Anyone read these books? They are very popular and I highly recommend them. Easy to read and understand, very entertaining, and they have an extra flair in there for some political and social commentary. No wonder every junior high/ elementary school is having student read these. Remember Gary Paulsen's Hatchet? I think these are better than that. They are currently working on the film that looks like it will be out this spring. I'm so excited! 

I almost want to re-read them, but so soon? That could be over kill. 
Yesterday on my lunch I picked up a library card and a new book to read, Lovely Bones. Only three chapters in and the book has be on the edge of my seat. I might watch the movie too, but I didn't hear the greatest reviews. Same with Time Travelers Wife. I really loved that book, but haven't brought myself to actually rent the movie. Maybe I'll have time this week to watch those movies since Isaac is gone (he would never want to sit and watch those, although he would just to make me happy). 

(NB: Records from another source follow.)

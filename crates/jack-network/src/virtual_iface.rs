//! The virtual-interface predicate used by bootstrap to decide which
//! physical links are eligible to join `br-lan`, per spec.md §4.5.

use jack_osadapters::LinkInfo;

const VIRTUAL_NAME_PREFIXES: &[&str] = &[
    "veth", "docker", "tun", "tap", "wg-", "wg", "sit", "teql", "ip6tnl", "gre", "vlan",
    "macvlan", "vxlan",
];

const VIRTUAL_KINDS: &[&str] = &["veth", "tun", "tap", "wireguard"];

pub fn is_virtual(link: &LinkInfo) -> bool {
    if let Some(kind) = &link.kind {
        if VIRTUAL_KINDS.contains(&kind.as_str()) {
            return true;
        }
    }
    VIRTUAL_NAME_PREFIXES
        .iter()
        .any(|prefix| link.name.starts_with(prefix))
}

#[cfg(test)]
mod tests {
    use super::*;

    fn link(name: &str, kind: Option<&str>) -> LinkInfo {
        LinkInfo {
            index: 1,
            name: name.to_string(),
            kind: kind.map(str::to_string),
            mtu: 1500,
            up: true,
            mac_address: None,
            master_index: None,
            vlan_id: None,
            parent_index: None,
        }
    }

    #[test]
    fn name_prefix_matches() {
        assert!(is_virtual(&link("wg0", None)));
        assert!(is_virtual(&link("docker0", None)));
        assert!(is_virtual(&link("vxlan100", None)));
    }

    #[test]
    fn physical_name_is_not_virtual() {
        assert!(!is_virtual(&link("eth0", None)));
        assert!(!is_virtual(&link("enp3s0", None)));
    }

    #[test]
    fn kind_match_overrides_name() {
        assert!(is_virtual(&link("lanport0", Some("wireguard"))));
    }
}
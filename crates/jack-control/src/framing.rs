//! 4-byte-big-endian-length-prefixed JSON framing for the control
//! socket, per spec.md §4.8. The same shape as `jack_plugins::wire`,
//! duplicated rather than shared since the two crates frame unrelated
//! channels and neither should depend on the other for it.

use jack_core::{JackError, Result};
use tokio::io::{AsyncRead, AsyncReadExt, AsyncWrite, AsyncWriteExt};

pub const MAX_FRAME_BYTES: u32 = 16 * 1024 * 1024;

pub async fn write_frame<W: AsyncWrite + Unpin>(writer: &mut W, payload: &[u8]) -> Result<()> {
    let len = u32::try_from(payload.len())
        .map_err(|_| JackError::Io(std::io::Error::new(std::io::ErrorKind::InvalidInput, "frame too large")))?;
    writer.write_all(&len.to_be_bytes()).await?;
    writer.write_all(payload).await?;
    writer.flush().await?;
    Ok(())
}

pub async fn read_frame<R: AsyncRead + Unpin>(reader: &mut R) -> Result<Vec<u8>> {
    let mut len_bytes = [0u8; 4];
    reader.read_exact(&mut len_bytes).await?;
    let len = u32::from_be_bytes(len_bytes);
    if len > MAX_FRAME_BYTES {
        return Err(JackError::Io(std::io::Error::new(
            std::io::ErrorKind::InvalidData,
            format!("frame length {len} exceeds maximum {MAX_FRAME_BYTES}"),
        )));
    }
    let mut buf = vec![0u8; len as usize];
    reader.read_exact(&mut buf).await?;
    Ok(buf)
}

pub async fn write_json<W: AsyncWrite + Unpin, T: serde::Serialize>(writer: &mut W, value: &T) -> Result<()> {
    let bytes = serde_json::to_vec(value)?;
    write_frame(writer, &bytes).await
}

pub async fn read_json<R: AsyncRead + Unpin, T: serde::de::DeserializeOwned>(reader: &mut R) -> Result<T> {
    let bytes = read_frame(reader).await?;
    Ok(serde_json::from_slice(&bytes)?)
}

#[cfg(test)]
mod tests {
    use super::*;

    #[tokio::test]
    async fn frame_roundtrips() {
        let mut buf = Vec::new();
        write_frame(&mut buf, b"hello").await.unwrap();
        let mut cursor = std::io::Cursor::new(buf);
        let out = read_frame(&mut cursor).await.unwrap();
        assert_eq!(out, b"hello");
    }

    #[tokio::test]
    async fn oversized_length_prefix_is_rejected() {
        let mut buf = Vec::new();
        buf.extend_from_slice(&(MAX_FRAME_BYTES + 1).to_be_bytes());
        let mut cursor = std::io::Cursor::new(buf);
        let err = read_frame(&mut cursor).await.unwrap_err();
        assert!(matches!(err, JackError::Io(_)));
    }
}
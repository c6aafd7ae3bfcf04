//! Plugin host: subprocess discovery, the stdio + reverse-channel
//! handshakes, length-prefixed JSON-RPC framing, and the registry that
//! ties a running plugin's namespace into the rest of the daemon.

pub mod discovery;
pub mod handshake;
pub mod process;
pub mod registry;
pub mod reverse;
pub mod rpc;
pub mod wire;

pub use discovery::{discover_plugins, DiscoveredPlugin};
pub use process::PluginProcess;
pub use registry::{PluginRegistry, RegisteredPlugin};
pub use reverse::ServiceRouter;
pub use rpc::{CliCommand, LogEvent, PluginMetadata, PluginStatus, ServiceDescriptor};
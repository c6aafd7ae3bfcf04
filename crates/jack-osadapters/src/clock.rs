//! The `Clock` capability trait. Kept tiny and swappable so checkpoint
//! retention and backup-file naming are deterministic under test.

use chrono::{DateTime, Utc};

pub trait Clock: Send + Sync {
    fn now(&self) -> DateTime<Utc>;

    /// `YYYYMMDD-HHMMSS`, used in config-store backup file names.
    fn backup_stamp(&self) -> String {
        self.now().format("%Y%m%d-%H%M%S").to_string()
    }
}

pub struct SystemClock;

impl Clock for SystemClock {
    fn now(&self) -> DateTime<Utc> {
        Utc::now()
    }
}
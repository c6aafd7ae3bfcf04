//! PID file discipline: write the PID at startup, refuse to start if a
//! live holder already exists, unlink on shutdown. Probing liveness
//! with a zero-signal `kill` is the same technique `jack_plugins`
//! already uses to check a child hasn't exited before sending it a
//! real one.

use std::path::{Path, PathBuf};

use jack_core::{JackError, Result};

/// Returns `Ok(())` if no live daemon holds `path`, clearing a stale
/// file first. Returns `Conflict` if the PID in `path` belongs to a
/// running process.
pub async fn check_and_claim(path: &Path) -> Result<()> {
    if let Ok(contents) = tokio::fs::read_to_string(path).await {
        if let Ok(pid) = contents.trim().parse::<i32>() {
            if process_alive(pid) {
                return Err(JackError::Conflict(format!(
                    "daemon already running with pid {pid} (pid file {})",
                    path.display()
                )));
            }
        }
    }
    write(path).await
}

pub async fn write(path: &Path) -> Result<()> {
    if let Some(dir) = path.parent() {
        tokio::fs::create_dir_all(dir).await.ok();
    }
    let pid = std::process::id();
    tokio::fs::write(path, pid.to_string()).await?;
    Ok(())
}

pub async fn remove(path: &Path) {
    let _ = tokio::fs::remove_file(path).await;
}

fn process_alive(pid: i32) -> bool {
    // SAFETY: signal 0 performs no action beyond existence/permission
    // checks; pid is a plain integer, no pointers involved.
    unsafe { libc::kill(pid, 0) == 0 }
}

pub fn default_path() -> PathBuf {
    PathBuf::from("/var/run/jack.pid")
}

#[cfg(test)]
mod tests {
    use super::*;

    #[tokio::test]
    async fn claims_when_no_file_present() {
        let dir = tempfile::tempdir().unwrap();
        let path = dir.path().join("jack.pid");
        check_and_claim(&path).await.unwrap();
        let contents = tokio::fs::read_to_string(&path).await.unwrap();
        assert_eq!(contents.trim(), std::process::id().to_string());
    }

    #[tokio::test]
    async fn claims_over_a_stale_pid() {
        let dir = tempfile::tempdir().unwrap();
        let path = dir.path().join("jack.pid");
        // pid 1 almost certainly isn't this test process and, chosen
        // from a range unlikely to be alive in a container, exercises
        // the non-matching branch without flaking on a real `kill`.
        tokio::fs::write(&path, "999999").await.unwrap();
        check_and_claim(&path).await.unwrap();
        let contents = tokio::fs::read_to_string(&path).await.unwrap();
        assert_eq!(contents.trim(), std::process::id().to_string());
    }

    #[tokio::test]
    async fn conflicts_with_a_live_pid() {
        let dir = tempfile::tempdir().unwrap();
        let path = dir.path().join("jack.pid");
        tokio::fs::write(&path, std::process::id().to_string()).await.unwrap();
        let err = check_and_claim(&path).await.unwrap_err();
        assert!(matches!(err, JackError::Conflict(_)));
    }

    #[tokio::test]
    async fn remove_deletes_the_file() {
        let dir = tempfile::tempdir().unwrap();
        let path = dir.path().join("jack.pid");
        write(&path).await.unwrap();
        remove(&path).await;
        assert!(!path.exists());
    }
}
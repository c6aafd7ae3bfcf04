//! Log level ordering: `debug < info < warn < error`.

use std::fmt;

#[derive(Debug, Clone, Copy, PartialEq, Eq, PartialOrd, Ord, Hash, serde::Serialize, serde::Deserialize)]
#[serde(rename_all = "lowercase")]
pub enum Level {
    Debug,
    Info,
    Warn,
    Error,
}

impl Level {
    /// journald/syslog priority this level maps to (lower is more severe).
    pub fn syslog_priority(&self) -> u8 {
        match self {
            Level::Debug => 7,
            Level::Info => 6,
            Level::Warn => 4,
            Level::Error => 3,
        }
    }

    pub fn as_str(&self) -> &'static str {
        match self {
            Level::Debug => "debug",
            Level::Info => "info",
            Level::Warn => "warn",
            Level::Error => "error",
        }
    }
}

impl fmt::Display for Level {
    fn fmt(&self, f: &mut fmt::Formatter<'_>) -> fmt::Result {
        f.write_str(self.as_str())
    }
}

#[cfg(test)]
mod tests {
    use super::*;

    #[test]
    fn levels_order_debug_to_error() {
        assert!(Level::Debug < Level::Info);
        assert!(Level::Info < Level::Warn);
        assert!(Level::Warn < Level::Error);
    }

    #[test]
    fn syslog_priority_maps_error_to_most_severe() {
        assert!(Level::Error.syslog_priority() < Level::Debug.syslog_priority());
    }
}
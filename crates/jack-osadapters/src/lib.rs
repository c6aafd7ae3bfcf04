//! Capability traits over everything jack touches outside its own
//! process: netlink, `/proc/sys`, the filesystem, subprocesses and the
//! clock. Every other jack crate takes an `OsAdapters` bundle instead of
//! calling the kernel directly, so the transaction manager, the network
//! reconciler, the snapshot ring and the plugin host can all be tested
//! against the `fake` implementations without root.

pub mod clock;
pub mod fake;
pub mod filesystem;
pub mod netlink;
pub mod subprocess;
pub mod sysctl;
pub mod types;

pub use clock::{Clock, SystemClock};
pub use filesystem::{Filesystem, RealFilesystem};
pub use netlink::{Netlink, RtNetlink};
pub use subprocess::{ProcessOutput, RealSubprocess, Subprocess};
pub use sysctl::{ProcSysctl, Sysctl};
pub use types::{AddrInfo, LinkInfo, NeighborInfo, RouteInfo, RouteProtocol, RouteScope};

use std::sync::Arc;

/// The bundle every higher-level crate depends on instead of the
/// individual traits, mirroring how the teacher threads a single
/// `PluginContext` through its registry rather than separate handles.
#[derive(Clone)]
pub struct OsAdapters {
    pub netlink: Arc<dyn Netlink>,
    pub sysctl: Arc<dyn Sysctl>,
    pub filesystem: Arc<dyn Filesystem>,
    pub subprocess: Arc<dyn Subprocess>,
    pub clock: Arc<dyn Clock>,
}

impl OsAdapters {
    pub fn real() -> jack_core::Result<Self> {
        Ok(OsAdapters {
            netlink: Arc::new(RtNetlink::new()?),
            sysctl: Arc::new(ProcSysctl),
            filesystem: Arc::new(RealFilesystem),
            subprocess: Arc::new(RealSubprocess),
            clock: Arc::new(SystemClock),
        })
    }

    pub fn fake() -> Self {
        OsAdapters {
            netlink: Arc::new(fake::FakeNetlink::new()),
            sysctl: Arc::new(fake::FakeSysctl::new()),
            filesystem: Arc::new(fake::FakeFilesystem::new()),
            subprocess: Arc::new(fake::FakeSubprocess::new()),
            clock: Arc::new(fake::FakeClock::new()),
        }
    }
}
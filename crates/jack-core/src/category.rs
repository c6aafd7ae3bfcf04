//! Namespace categories used to group `ListNamespaces()` output.

use serde::{Deserialize, Serialize};

#[derive(Debug, Clone, Copy, PartialEq, Eq, Hash, Serialize, Deserialize)]
#[serde(rename_all = "snake_case")]
pub enum Category {
    Core,
    Firewall,
    Vpn,
    Dhcp,
    Monitoring,
    Hardware,
    Other,
}

impl Category {
    /// Stable display/iteration order for `get("")` and `ListNamespaces()`.
    pub const ORDER: [Category; 7] = [
        Category::Core,
        Category::Firewall,
        Category::Vpn,
        Category::Dhcp,
        Category::Monitoring,
        Category::Hardware,
        Category::Other,
    ];

    pub fn as_str(&self) -> &'static str {
        match self {
            Category::Core => "core",
            Category::Firewall => "firewall",
            Category::Vpn => "vpn",
            Category::Dhcp => "dhcp",
            Category::Monitoring => "monitoring",
            Category::Hardware => "hardware",
            Category::Other => "other",
        }
    }

    /// Categorize a plugin declaring `category` metadata; built-in
    /// namespaces (`interfaces`, `routes`, `jack`) are always `Core`.
    pub fn from_plugin_category(s: &str) -> Category {
        match s {
            "firewall" => Category::Firewall,
            "vpn" => Category::Vpn,
            "dhcp" => Category::Dhcp,
            "monitoring" => Category::Monitoring,
            "hardware" => Category::Hardware,
            _ => Category::Other,
        }
    }
}

pub const CORE_NAMESPACES: &[&str] = &["interfaces", "routes", "jack"];
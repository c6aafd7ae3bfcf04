//! Plugin binary discovery: scan `jack_core::config::plugin_dirs()` for
//! executable regular files named `jack-plugin-<name>`. First match
//! across the directory list wins, so an override directory placed
//! earlier in `plugin_dirs()` shadows the system install.

use std::os::unix::fs::PermissionsExt;
use std::path::PathBuf;

use jack_core::config::plugin_dirs;

const PLUGIN_PREFIX: &str = "jack-plugin-";

#[derive(Debug, Clone)]
pub struct DiscoveredPlugin {
    pub name: String,
    pub path: PathBuf,
}

fn is_executable_file(path: &std::path::Path) -> bool {
    let Ok(meta) = std::fs::metadata(path) else { return false };
    meta.is_file() && meta.permissions().mode() & 0o111 != 0
}

/// Scan every configured plugin directory, returning one entry per
/// distinct plugin name in first-match order.
pub fn discover_plugins() -> Vec<DiscoveredPlugin> {
    let mut found = Vec::new();
    let mut seen = std::collections::HashSet::new();

    for dir in plugin_dirs() {
        let Ok(entries) = std::fs::read_dir(&dir) else { continue };
        let mut names: Vec<_> = entries.filter_map(|e| e.ok()).collect();
        names.sort_by_key(|e| e.file_name());
        for entry in names {
            let file_name = entry.file_name();
            let Some(file_name) = file_name.to_str() else { continue };
            let Some(name) = file_name.strip_prefix(PLUGIN_PREFIX) else { continue };
            if name.is_empty() || seen.contains(name) {
                continue;
            }
            let path = entry.path();
            if !is_executable_file(&path) {
                continue;
            }
            seen.insert(name.to_string());
            found.push(DiscoveredPlugin { name: name.to_string(), path });
        }
    }
    found
}

#[cfg(test)]
mod tests {
    use super::*;
    use std::io::Write;
    use std::os::unix::fs::OpenOptionsExt;
    use std::sync::Mutex;

    // JACK_PLUGIN_DIR is process-global; serialize tests that touch it.
    static ENV_LOCK: Mutex<()> = Mutex::new(());

    fn write_executable(dir: &std::path::Path, name: &str) {
        let path = dir.join(name);
        let mut f = std::fs::OpenOptions::new()
            .write(true)
            .create(true)
            .mode(0o755)
            .open(&path)
            .unwrap();
        f.write_all(b"#!/bin/sh\n").unwrap();
    }

    #[test]
    fn finds_executables_with_matching_prefix_and_skips_others() {
        let _g = ENV_LOCK.lock().unwrap();
        let dir = tempfile::tempdir().unwrap();
        write_executable(dir.path(), "jack-plugin-dhcp");
        write_executable(dir.path(), "not-a-plugin");
        std::env::set_var("JACK_PLUGIN_DIR", dir.path());

        let found = discover_plugins();
        std::env::remove_var("JACK_PLUGIN_DIR");

        assert!(found.iter().any(|p| p.name == "dhcp"));
        assert!(!found.iter().any(|p| p.name.contains("not-a-plugin")));
    }

    #[test]
    fn non_executable_file_is_ignored() {
        let _g = ENV_LOCK.lock().unwrap();
        let dir = tempfile::tempdir().unwrap();
        std::fs::write(dir.path().join("jack-plugin-noexec"), b"nope").unwrap();
        std::env::set_var("JACK_PLUGIN_DIR", dir.path());

        let found = discover_plugins();
        std::env::remove_var("JACK_PLUGIN_DIR");

        assert!(!found.iter().any(|p| p.name == "noexec"));
    }
}
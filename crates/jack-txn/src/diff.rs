//! Structural diff between two `Value` trees, producing the dotted-path
//! change list `diff`/`commit` report.

use jack_core::Value;

#[derive(Debug, Clone, PartialEq)]
pub struct Change {
    pub path: String,
    pub old: Option<String>,
    pub new: Option<String>,
}

/// Walk `old`/`new` in lockstep, recursing through matching objects and
/// reporting a leaf change wherever a key's value differs in kind or
/// content. Lists are compared as whole leaves: jack's namespaces use
/// lists for small ordered sets (bridge ports, CLI command arrays) where
/// an element-wise diff isn't more informative than the full before/after.
pub fn diff_values(prefix: &str, old: Option<&Value>, new: Option<&Value>, out: &mut Vec<Change>) {
    match (old, new) {
        (Some(Value::Object(o)), Some(Value::Object(n))) => {
            for key in o.keys().chain(n.keys().filter(|k| !o.contains_key(*k))) {
                let child_prefix = if prefix.is_empty() {
                    key.clone()
                } else {
                    format!("{prefix}.{key}")
                };
                diff_values(&child_prefix, o.get(key), n.get(key), out);
            }
        }
        (old, new) if old == new => {}
        (old, new) => out.push(Change {
            path: prefix.to_string(),
            old: old.map(Value::to_stable_text),
            new: new.map(Value::to_stable_text),
        }),
    }
}

#[cfg(test)]
mod tests {
    use super::*;

    #[test]
    fn unchanged_subtree_produces_no_changes() {
        let mut a = Value::object();
        a.set_path(&["br-lan", "mtu"], Value::Int(1500)).unwrap();
        let b = a.clone();
        let mut out = Vec::new();
        diff_values("interfaces", Some(&a), Some(&b), &mut out);
        assert!(out.is_empty());
    }

    #[test]
    fn changed_leaf_reports_dotted_path() {
        let mut a = Value::object();
        a.set_path(&["br-lan", "mtu"], Value::Int(1500)).unwrap();
        let mut b = Value::object();
        b.set_path(&["br-lan", "mtu"], Value::Int(9000)).unwrap();
        let mut out = Vec::new();
        diff_values("interfaces", Some(&a), Some(&b), &mut out);
        assert_eq!(out.len(), 1);
        assert_eq!(out[0].path, "interfaces.br-lan.mtu");
        assert_eq!(out[0].old.as_deref(), Some("1500"));
        assert_eq!(out[0].new.as_deref(), Some("9000"));
    }

    #[test]
    fn added_key_has_no_old_value() {
        let a = Value::object();
        let mut b = Value::object();
        b.set_path(&["wan", "enabled"], Value::Bool(true)).unwrap();
        let mut out = Vec::new();
        diff_values("interfaces", Some(&a), Some(&b), &mut out);
        assert_eq!(out.len(), 1);
        assert_eq!(out[0].old, None);
    }
}
//! Length-prefixed framing shared by the handshake (over a plugin's
//! stdin/stdout) and the RPC channel (over its embedded stream
//! endpoint). Grounded on `op-jsonrpc/src/server.rs`'s line-delimited
//! framing idiom, adapted to the binary 4-byte-big-endian length prefix
//! the control protocol also uses (`jack-control/src/framing.rs`).

use tokio::io::{AsyncRead, AsyncReadExt, AsyncWrite, AsyncWriteExt};

use jack_core::{JackError, Result};

/// Refuse to allocate for a frame larger than this; a corrupt or
/// malicious length prefix should fail fast rather than exhaust memory.
pub const MAX_FRAME_BYTES: u32 = 64 * 1024 * 1024;

pub async fn write_frame<W: AsyncWrite + Unpin>(writer: &mut W, payload: &[u8]) -> Result<()> {
    let len = u32::try_from(payload.len())
        .map_err(|_| JackError::Plugin("frame payload too large to encode".into()))?;
    writer
        .write_all(&len.to_be_bytes())
        .await
        .map_err(JackError::Io)?;
    writer.write_all(payload).await.map_err(JackError::Io)?;
    writer.flush().await.map_err(JackError::Io)
}

pub async fn read_frame<R: AsyncRead + Unpin>(reader: &mut R) -> Result<Vec<u8>> {
    let mut len_buf = [0u8; 4];
    reader.read_exact(&mut len_buf).await.map_err(JackError::Io)?;
    let len = u32::from_be_bytes(len_buf);
    if len > MAX_FRAME_BYTES {
        return Err(JackError::Plugin(format!(
            "frame of {len} bytes exceeds the {MAX_FRAME_BYTES} byte limit"
        )));
    }
    let mut body = vec![0u8; len as usize];
    reader.read_exact(&mut body).await.map_err(JackError::Io)?;
    Ok(body)
}

pub async fn write_json<W: AsyncWrite + Unpin, T: serde::Serialize>(writer: &mut W, value: &T) -> Result<()> {
    let body = serde_json::to_vec(value)?;
    write_frame(writer, &body).await
}

pub async fn read_json<R: AsyncRead + Unpin, T: serde::de::DeserializeOwned>(reader: &mut R) -> Result<T> {
    let body = read_frame(reader).await?;
    serde_json::from_slice(&body).map_err(JackError::from)
}

#[cfg(test)]
mod tests {
    use super::*;

    #[tokio::test]
    async fn frame_roundtrips() {
        let mut buf = Vec::new();
        write_frame(&mut buf, b"hello").await.unwrap();
        let mut cursor = std::io::Cursor::new(buf);
        let got = read_frame(&mut cursor).await.unwrap();
        assert_eq!(got, b"hello");
    }

    #[tokio::test]
    async fn oversized_length_prefix_is_rejected() {
        let mut buf = Vec::new();
        buf.extend_from_slice(&(MAX_FRAME_BYTES + 1).to_be_bytes());
        let mut cursor = std::io::Cursor::new(buf);
        let err = read_frame(&mut cursor).await.unwrap_err();
        assert!(matches!(err, JackError::Plugin(_)));
    }
}
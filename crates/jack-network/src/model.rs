//! Typed views of the `interfaces`/`routes` namespace documents. Parsed
//! from `jack_core::Value` via its lossless `serde_json::Value` bridge —
//! these structs only exist inside `jack-network`, the rest of the
//! daemon keeps passing the untyped `Value` around.

use jack_core::{JackError, Result, Value};
use serde::Deserialize;

#[derive(Debug, Clone, Copy, PartialEq, Eq, Deserialize)]
#[serde(rename_all = "lowercase")]
pub enum IfaceType {
    Physical,
    Bridge,
    Vlan,
    Wireguard,
}

#[derive(Debug, Clone, Copy, PartialEq, Eq, Deserialize, Default)]
#[serde(rename_all = "lowercase")]
pub enum Protocol {
    Static,
    Dhcp,
    #[default]
    None,
}

fn default_mtu() -> u32 {
    1500
}

fn default_true() -> bool {
    true
}

fn default_metric() -> u32 {
    100
}

#[derive(Debug, Clone, Deserialize)]
pub struct InterfaceSpec {
    #[serde(rename = "type")]
    pub iface_type: IfaceType,
    pub device: String,
    pub device_name: Option<String>,
    pub vlan_id: Option<u16>,
    #[serde(default)]
    pub bridge_ports: Vec<String>,
    #[serde(default)]
    pub protocol: Protocol,
    pub ipaddr: Option<String>,
    pub netmask: Option<String>,
    pub gateway: Option<String>,
    #[serde(default = "default_metric")]
    pub metric: u32,
    #[serde(default = "default_mtu")]
    pub mtu: u32,
    #[serde(default = "default_true")]
    pub enabled: bool,
}

impl InterfaceSpec {
    pub fn from_value(v: &Value) -> Result<Self> {
        serde_json::from_value(v.to_json())
            .map_err(|e| JackError::Validation(vec![format!("interface spec: {e}")]))
    }

    /// The kernel name a bridge is realized under: `device` if set,
    /// otherwise the entity name. `device_name` is VLAN's own "created
    /// virtual name" attribute and plays no part in this lookup.
    pub fn kernel_name<'a>(&'a self, fallback: &'a str) -> &'a str {
        match self.device.as_str() {
            "" => fallback,
            device => device,
        }
    }
}

fn default_table() -> u32 {
    254
}

#[derive(Debug, Clone, Deserialize)]
pub struct RouteSpec {
    pub destination: String,
    pub gateway: Option<String>,
    pub interface: Option<String>,
    #[serde(default)]
    pub metric: u32,
    #[serde(default = "default_table")]
    pub table: u32,
    #[serde(default = "default_true")]
    pub enabled: bool,
}

impl RouteSpec {
    pub fn from_value(v: &Value) -> Result<Self> {
        serde_json::from_value(v.to_json())
            .map_err(|e| JackError::Validation(vec![format!("route spec: {e}")]))
    }
}

/// `interfaces.json`/`routes.json` are objects keyed by entity name; walk
/// them into `(name, typed spec)` pairs, skipping (and logging) entries
/// that don't parse rather than failing the whole reconciliation pass.
pub fn parse_entities<T>(
    value: &Value,
    parse: impl Fn(&Value) -> Result<T>,
) -> Vec<(String, T)> {
    let Some(obj) = value.as_object() else {
        return Vec::new();
    };
    let mut out = Vec::new();
    for (name, entry) in obj {
        match parse(entry) {
            Ok(spec) => out.push((name.clone(), spec)),
            Err(e) => tracing::warn!(entity = %name, error = %e, "skipping malformed entity"),
        }
    }
    out
}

Any other suggestions for good books people have read lately?

Miracle Drug

I don't have the chance to see the specialist until the 25th of this month, in the mean time, I've been in so much pain it just sucks. The thought of me even being in this much pain in my life (other than when pregnant) never crossed my mind. It's all I can do to drag myself out of bed in the morning, stand on my feet all day at work, then feel like death is knocking on my door by the time I'm off work again. 
For a while, when I got home, I would sit and read the "Hunger Games" trilogy because it took my mind off the pain. Now I am finished with those AWESOME books, and the pain reminder is just there. Isaac is such a trouper. I've not been these most ideal newly-wed wife, but he still loves me so much. The pain causes me to have mood swings, just because I am so uncomfortable I become angry at everything and everyone. I don't like that person. 
Earlier this week I called up the doctor's office and begged for something else. The anti inflammatory drug wasn't doing anything to help whatever my condition is. The next day I had a prescription of prednisone waiting for me. A miracle drug! Almost instantly the pain was gone. In fact, I didn't want to go to bed because I felt so darn great! Too bad he only gave me a week's supply. I assume it's because he want's my symptoms to be there when I see the specialist so he can properly diagnose me. I know prednisone can have some nasty side effects (including mood swings), so I hope there is something else that can make me feel this great. As an example, Friday night Isaac and I went swimming, and I swam a full 1000 meters! I haven't felt this good in soooo long! 
While I'm feeling so good this week, I am determined to get things done. Like cleaning the apartment, finishing wedding thank you notes, and most importantly, exercise!!